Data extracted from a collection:
*** Begin section ***

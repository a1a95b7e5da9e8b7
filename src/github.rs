use anyhow::{anyhow, Context};
use async_trait::async_trait;
use octocrab::models::repos::Release;
use octocrab::Octocrab;
use std::env;
use std::process::Command;
use tracing::{debug, info, warn};

use crate::config::GitHubConfig;
use crate::error::{Result, TrackerError};
use crate::identity::RepoIdentity;
use crate::model::ReleaseSnapshot;
use crate::source::{ReleaseSource, UpstreamRepository};

/// GitHub client wrapper with authentication management
pub struct GitHubClient {
    client: Octocrab,
    auth_strategy: AuthStrategy,
}

/// GitHub authentication strategies
#[derive(Debug, Clone, PartialEq, Eq)]
pub enum AuthStrategy {
    /// Use GitHub CLI authentication
    GitHubCLI,
    /// Use environment variable token
    EnvironmentToken,
    /// Unauthenticated requests (public repositories, lower rate limit)
    Anonymous,
}

impl GitHubClient {
    /// Create a new GitHub client according to the configured auth method
    pub fn new(config: &GitHubConfig) -> anyhow::Result<Self> {
        let (auth_strategy, token) = Self::detect_authentication(config)?;

        info!("Using authentication strategy: {:?}", auth_strategy);

        let mut builder = Octocrab::builder();
        if let Some(token) = token {
            builder = builder.personal_token(token);
        }
        if let Some(api_base) = &config.api_base {
            builder = builder
                .base_uri(api_base.as_str())
                .with_context(|| format!("Invalid GitHub API base URL: {}", api_base))?;
        }

        let client = builder.build().context("Failed to create GitHub client")?;

        Ok(Self {
            client,
            auth_strategy,
        })
    }

    /// Wrap an already configured octocrab instance
    pub fn with_octocrab(client: Octocrab) -> Self {
        Self {
            client,
            auth_strategy: AuthStrategy::Anonymous,
        }
    }

    pub fn auth_strategy(&self) -> &AuthStrategy {
        &self.auth_strategy
    }

    /// Detect and obtain GitHub authentication
    fn detect_authentication(config: &GitHubConfig) -> anyhow::Result<(AuthStrategy, Option<String>)> {
        match config.auth_method.as_str() {
            "auto" => {
                // Try GitHub CLI first, then environment token, then go without
                if let Ok(token) = Self::try_github_cli() {
                    Ok((AuthStrategy::GitHubCLI, Some(token)))
                } else if let Ok(token) = Self::try_environment_token() {
                    Ok((AuthStrategy::EnvironmentToken, Some(token)))
                } else {
                    info!("No GitHub credentials found, using unauthenticated requests");
                    Ok((AuthStrategy::Anonymous, None))
                }
            }
            "gh_cli" => {
                let token = Self::try_github_cli()
                    .context("GitHub CLI authentication failed. Run: gh auth login")?;
                Ok((AuthStrategy::GitHubCLI, Some(token)))
            }
            "token" => {
                let token = Self::try_environment_token()
                    .context("GITHUB_TOKEN environment variable not found or invalid")?;
                Ok((AuthStrategy::EnvironmentToken, Some(token)))
            }
            "none" => Ok((AuthStrategy::Anonymous, None)),
            other => Err(anyhow!("Unknown auth method: {}", other)),
        }
    }

    /// Try to get token from GitHub CLI
    fn try_github_cli() -> anyhow::Result<String> {
        debug!("Attempting GitHub CLI authentication");

        if !Self::is_command_available("gh") {
            return Err(anyhow!("GitHub CLI (gh) is not installed"));
        }

        let token_output = Command::new("gh")
            .args(["auth", "token"])
            .output()
            .context("Failed to get GitHub CLI token")?;

        if !token_output.status.success() {
            return Err(anyhow!(
                "GitHub CLI is not authenticated: {}",
                String::from_utf8_lossy(&token_output.stderr).trim()
            ));
        }

        let token = String::from_utf8(token_output.stdout)
            .context("GitHub CLI token is not valid UTF-8")?
            .trim()
            .to_string();

        if token.is_empty() {
            return Err(anyhow!("GitHub CLI returned empty token"));
        }

        debug!("Successfully obtained token from GitHub CLI");
        Ok(token)
    }

    /// Try to get token from environment variable
    fn try_environment_token() -> anyhow::Result<String> {
        debug!("Attempting environment variable authentication");

        let token =
            env::var("GITHUB_TOKEN").context("GITHUB_TOKEN environment variable not set")?;

        if token.is_empty() {
            return Err(anyhow!("GITHUB_TOKEN is empty"));
        }

        if !["ghp_", "gho_", "ghs_", "github_pat_"]
            .iter()
            .any(|prefix| token.starts_with(prefix))
        {
            warn!("GITHUB_TOKEN doesn't look like a GitHub token");
        }

        Ok(token)
    }

    /// Check if a command is available in PATH
    fn is_command_available(command: &str) -> bool {
        Command::new("which")
            .arg(command)
            .output()
            .map(|output| output.status.success())
            .unwrap_or(false)
    }
}

#[async_trait]
impl ReleaseSource for GitHubClient {
    async fn fetch_latest_release(
        &self,
        identity: &RepoIdentity,
    ) -> Result<Option<ReleaseSnapshot>> {
        debug!("Fetching latest release for {}", identity);

        match self
            .client
            .repos(&identity.owner, &identity.name)
            .releases()
            .get_latest()
            .await
        {
            Ok(release) => Ok(Some(release_to_snapshot(release))),
            // GitHub answers 404 both for "no release yet" and for a missing repo
            Err(e) if is_not_found(&e) => {
                debug!("No published release for {}", identity);
                Ok(None)
            }
            Err(e) => {
                warn!("Failed to fetch latest release for {}: {}", identity, e);
                Err(TrackerError::upstream(identity.full_name(), e))
            }
        }
    }

    async fn lookup_repository(
        &self,
        identity: &RepoIdentity,
    ) -> Result<Option<UpstreamRepository>> {
        debug!("Looking up repository {}", identity);

        match self
            .client
            .repos(&identity.owner, &identity.name)
            .get()
            .await
        {
            Ok(repo) => {
                let owner = repo
                    .owner
                    .as_ref()
                    .map(|o| o.login.clone())
                    .unwrap_or_else(|| identity.owner.clone());

                Ok(Some(UpstreamRepository {
                    identity: RepoIdentity::new(owner, repo.name.clone()),
                    html_url: repo.html_url.as_ref().map(|u| u.to_string()),
                }))
            }
            Err(e) if is_not_found(&e) => Ok(None),
            Err(e) => {
                warn!("Failed to look up {}: {}", identity, e);
                Err(TrackerError::upstream(identity.full_name(), e))
            }
        }
    }

    fn provider_name(&self) -> &'static str {
        "GitHub"
    }
}

fn release_to_snapshot(release: Release) -> ReleaseSnapshot {
    ReleaseSnapshot {
        release_id: release.id.to_string(),
        tag: release.tag_name,
        display_name: release.name.filter(|name| !name.is_empty()),
        published_at: release.published_at,
        release_url: release.html_url.to_string(),
    }
}

fn is_not_found(err: &octocrab::Error) -> bool {
    matches!(
        err,
        octocrab::Error::GitHub { source, .. } if source.status_code.as_u16() == 404
    )
}

#[cfg(test)]
mod tests {
    use super::*;
    use serial_test::serial;

    fn config(auth_method: &str) -> GitHubConfig {
        GitHubConfig {
            auth_method: auth_method.to_string(),
            ..GitHubConfig::default()
        }
    }

    #[test]
    fn test_unknown_auth_method() {
        let err = GitHubClient::detect_authentication(&config("oauth")).unwrap_err();
        assert!(err.to_string().contains("Unknown auth method"));
    }

    #[test]
    fn test_auth_method_none_is_anonymous() {
        let (strategy, token) = GitHubClient::detect_authentication(&config("none")).unwrap();
        assert_eq!(strategy, AuthStrategy::Anonymous);
        assert!(token.is_none());
    }

    #[test]
    #[serial]
    fn test_environment_token() {
        let previous = env::var("GITHUB_TOKEN").ok();
        env::set_var("GITHUB_TOKEN", "ghp_testtoken");

        let (strategy, token) = GitHubClient::detect_authentication(&config("token")).unwrap();
        assert_eq!(strategy, AuthStrategy::EnvironmentToken);
        assert_eq!(token.as_deref(), Some("ghp_testtoken"));

        match previous {
            Some(value) => env::set_var("GITHUB_TOKEN", value),
            None => env::remove_var("GITHUB_TOKEN"),
        }
    }

    #[test]
    #[serial]
    fn test_token_method_requires_variable() {
        let previous = env::var("GITHUB_TOKEN").ok();
        env::remove_var("GITHUB_TOKEN");

        assert!(GitHubClient::detect_authentication(&config("token")).is_err());

        if let Some(value) = previous {
            env::set_var("GITHUB_TOKEN", value);
        }
    }
}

*** End section ***

Task description:
What is needed is a verbatim copy of every line in the records above from the one containing "filename src/github.rs" down to the one containing "use crate::config::GitHubConfig;", both included, and nothing more.

Task solution:
filename src/github.rs
use anyhow::{anyhow, Context};
use async_trait::async_trait;
use octocrab::models::repos::Release;
use octocrab::Octocrab;
use std::env;
use std::process::Command;
use tracing::{debug, info, warn};

use crate::config::GitHubConfig;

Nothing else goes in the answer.